- _Data for analysis_:
-*-*-

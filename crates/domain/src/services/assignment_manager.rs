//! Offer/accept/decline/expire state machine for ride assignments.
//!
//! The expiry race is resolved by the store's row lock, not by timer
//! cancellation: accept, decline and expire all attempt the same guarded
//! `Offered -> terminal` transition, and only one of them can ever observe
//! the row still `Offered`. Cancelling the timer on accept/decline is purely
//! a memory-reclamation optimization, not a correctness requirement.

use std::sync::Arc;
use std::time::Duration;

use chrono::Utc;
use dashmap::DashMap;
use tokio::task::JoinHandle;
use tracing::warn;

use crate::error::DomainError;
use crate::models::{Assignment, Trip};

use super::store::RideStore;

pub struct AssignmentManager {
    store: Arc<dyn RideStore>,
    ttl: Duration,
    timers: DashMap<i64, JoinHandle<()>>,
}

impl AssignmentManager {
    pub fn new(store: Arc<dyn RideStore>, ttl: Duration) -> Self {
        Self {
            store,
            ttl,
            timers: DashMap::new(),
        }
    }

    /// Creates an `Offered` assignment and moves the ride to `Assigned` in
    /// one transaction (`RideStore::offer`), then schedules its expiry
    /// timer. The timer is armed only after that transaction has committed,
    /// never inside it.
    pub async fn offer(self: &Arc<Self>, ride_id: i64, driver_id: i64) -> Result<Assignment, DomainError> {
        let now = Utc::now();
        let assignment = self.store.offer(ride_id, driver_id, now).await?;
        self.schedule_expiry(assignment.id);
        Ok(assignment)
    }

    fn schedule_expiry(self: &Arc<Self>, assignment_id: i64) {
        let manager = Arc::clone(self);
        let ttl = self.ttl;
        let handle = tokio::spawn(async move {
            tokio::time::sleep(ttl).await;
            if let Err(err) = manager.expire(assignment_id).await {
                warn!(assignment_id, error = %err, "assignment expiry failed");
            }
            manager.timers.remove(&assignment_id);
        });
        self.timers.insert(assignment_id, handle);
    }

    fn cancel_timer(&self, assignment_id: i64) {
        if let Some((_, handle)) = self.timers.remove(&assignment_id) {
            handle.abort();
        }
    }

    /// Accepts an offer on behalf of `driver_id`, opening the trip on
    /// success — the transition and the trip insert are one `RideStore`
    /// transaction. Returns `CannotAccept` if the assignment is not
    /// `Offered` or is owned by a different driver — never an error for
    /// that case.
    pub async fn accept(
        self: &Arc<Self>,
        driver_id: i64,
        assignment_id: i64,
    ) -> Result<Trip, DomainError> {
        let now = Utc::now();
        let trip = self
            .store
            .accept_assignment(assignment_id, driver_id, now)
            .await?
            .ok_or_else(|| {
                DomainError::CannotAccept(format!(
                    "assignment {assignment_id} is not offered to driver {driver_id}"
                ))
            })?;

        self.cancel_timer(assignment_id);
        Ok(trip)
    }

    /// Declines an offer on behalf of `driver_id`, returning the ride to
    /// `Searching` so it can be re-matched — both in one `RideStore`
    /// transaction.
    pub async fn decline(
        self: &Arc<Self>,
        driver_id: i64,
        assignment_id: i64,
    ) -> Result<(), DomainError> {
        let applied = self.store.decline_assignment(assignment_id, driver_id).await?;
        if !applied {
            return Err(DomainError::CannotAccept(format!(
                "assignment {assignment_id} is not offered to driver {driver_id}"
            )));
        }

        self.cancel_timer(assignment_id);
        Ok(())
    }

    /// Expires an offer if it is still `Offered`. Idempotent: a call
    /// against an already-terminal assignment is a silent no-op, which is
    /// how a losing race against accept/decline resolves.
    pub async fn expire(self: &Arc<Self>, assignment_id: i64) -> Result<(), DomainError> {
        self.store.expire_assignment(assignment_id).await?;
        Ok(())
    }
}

-*-*-

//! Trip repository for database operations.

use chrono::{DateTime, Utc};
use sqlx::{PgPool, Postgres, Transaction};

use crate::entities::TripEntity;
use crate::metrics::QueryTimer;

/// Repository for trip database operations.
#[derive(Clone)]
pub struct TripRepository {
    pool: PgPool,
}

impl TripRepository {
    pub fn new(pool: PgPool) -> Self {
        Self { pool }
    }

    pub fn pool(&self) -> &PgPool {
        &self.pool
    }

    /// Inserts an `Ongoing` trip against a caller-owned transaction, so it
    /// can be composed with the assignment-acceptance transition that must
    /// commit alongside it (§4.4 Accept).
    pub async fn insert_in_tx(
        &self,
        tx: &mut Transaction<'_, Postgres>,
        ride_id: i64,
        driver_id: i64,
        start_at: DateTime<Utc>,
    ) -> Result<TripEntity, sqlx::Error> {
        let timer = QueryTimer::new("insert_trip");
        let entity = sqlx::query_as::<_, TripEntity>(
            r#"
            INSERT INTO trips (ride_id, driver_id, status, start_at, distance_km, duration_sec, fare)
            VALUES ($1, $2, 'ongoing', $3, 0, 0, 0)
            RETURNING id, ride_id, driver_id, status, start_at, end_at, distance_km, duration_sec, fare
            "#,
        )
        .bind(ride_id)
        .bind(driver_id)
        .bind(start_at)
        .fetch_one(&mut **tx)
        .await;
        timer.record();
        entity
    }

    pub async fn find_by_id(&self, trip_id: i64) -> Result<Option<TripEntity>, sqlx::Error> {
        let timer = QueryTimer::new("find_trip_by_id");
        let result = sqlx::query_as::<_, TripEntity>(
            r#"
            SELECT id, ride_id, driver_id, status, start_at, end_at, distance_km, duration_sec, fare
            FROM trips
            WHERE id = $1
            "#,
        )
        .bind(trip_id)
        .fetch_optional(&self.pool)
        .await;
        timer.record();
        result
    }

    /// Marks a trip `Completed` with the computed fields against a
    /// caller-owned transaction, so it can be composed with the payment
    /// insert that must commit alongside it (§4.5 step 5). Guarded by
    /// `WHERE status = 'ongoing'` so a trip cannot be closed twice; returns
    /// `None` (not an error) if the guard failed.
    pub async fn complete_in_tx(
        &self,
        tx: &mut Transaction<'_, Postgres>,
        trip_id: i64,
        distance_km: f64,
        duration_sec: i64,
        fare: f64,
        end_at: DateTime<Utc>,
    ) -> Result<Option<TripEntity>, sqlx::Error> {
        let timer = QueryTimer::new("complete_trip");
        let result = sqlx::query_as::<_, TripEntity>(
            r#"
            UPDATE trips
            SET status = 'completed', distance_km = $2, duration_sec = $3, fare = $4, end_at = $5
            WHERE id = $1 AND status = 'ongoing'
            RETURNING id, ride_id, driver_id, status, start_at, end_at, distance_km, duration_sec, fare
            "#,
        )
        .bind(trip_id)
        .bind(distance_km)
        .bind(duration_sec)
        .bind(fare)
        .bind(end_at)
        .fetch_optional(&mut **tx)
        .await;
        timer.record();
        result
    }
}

-*-*-

- _Work task_: Where the listing above has a line with "never inside it.", start there, and output every line exactly through the line with "if let Err(err)", which is also included.

- _Problem solution_:
    /// never inside it.
    pub async fn offer(self: &Arc<Self>, ride_id: i64, driver_id: i64) -> Result<Assignment, DomainError> {
        let now = Utc::now();
        let assignment = self.store.offer(ride_id, driver_id, now).await?;
        self.schedule_expiry(assignment.id);
        Ok(assignment)
    }

    fn schedule_expiry(self: &Arc<Self>, assignment_id: i64) {
        let manager = Arc::clone(self);
        let ttl = self.ttl;
        let handle = tokio::spawn(async move {
            tokio::time::sleep(ttl).await;
            if let Err(err) = manager.expire(assignment_id).await {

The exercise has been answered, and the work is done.